What you have to do: Pull every line that holds the word "sketchcache" from the entries.

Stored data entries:
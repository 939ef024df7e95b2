#![no_main]

use libfuzzer_sys::fuzz_target;
use rand::SeedableRng;
use rand::rngs::StdRng;
use sketchcache::ds::MAX_COUNT;
use sketchcache::policy::FrequencySketch;

// Fuzz arbitrary increment/estimate/reset sequences on the admission sketch.
//
// Estimates are bounded by the 4-bit counter ceiling plus the doorkeeper
// bonus, and never drop while only increments happen.
fuzz_target!(|data: &[u8]| {
    if data.len() < 2 {
        return;
    }

    let num_counters = (usize::from(data[0]) + 1) * 8;
    let mut sketch = FrequencySketch::new(num_counters, &mut StdRng::seed_from_u64(u64::from(data[1])));

    for chunk in data[2..].chunks(2) {
        let op = chunk[0] % 8;
        let key = u64::from(*chunk.get(1).unwrap_or(&0));

        match op {
            0 => sketch.reset(),
            1 => {
                sketch.clear();
                assert_eq!(sketch.estimate(key), 0);
            },
            _ => {
                let before = sketch.estimate(key);
                let incrs_before = sketch.increments();
                sketch.increment(key);
                let after = sketch.estimate(key);
                // A reset may have halved counters in between.
                if sketch.increments() > incrs_before {
                    assert!(after >= before);
                }
            },
        }

        assert!(sketch.estimate(key) <= i64::from(MAX_COUNT) + 1);
    }
});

Reply to the task:
use sketchcache::ds::MAX_COUNT;
use sketchcache::policy::FrequencySketch;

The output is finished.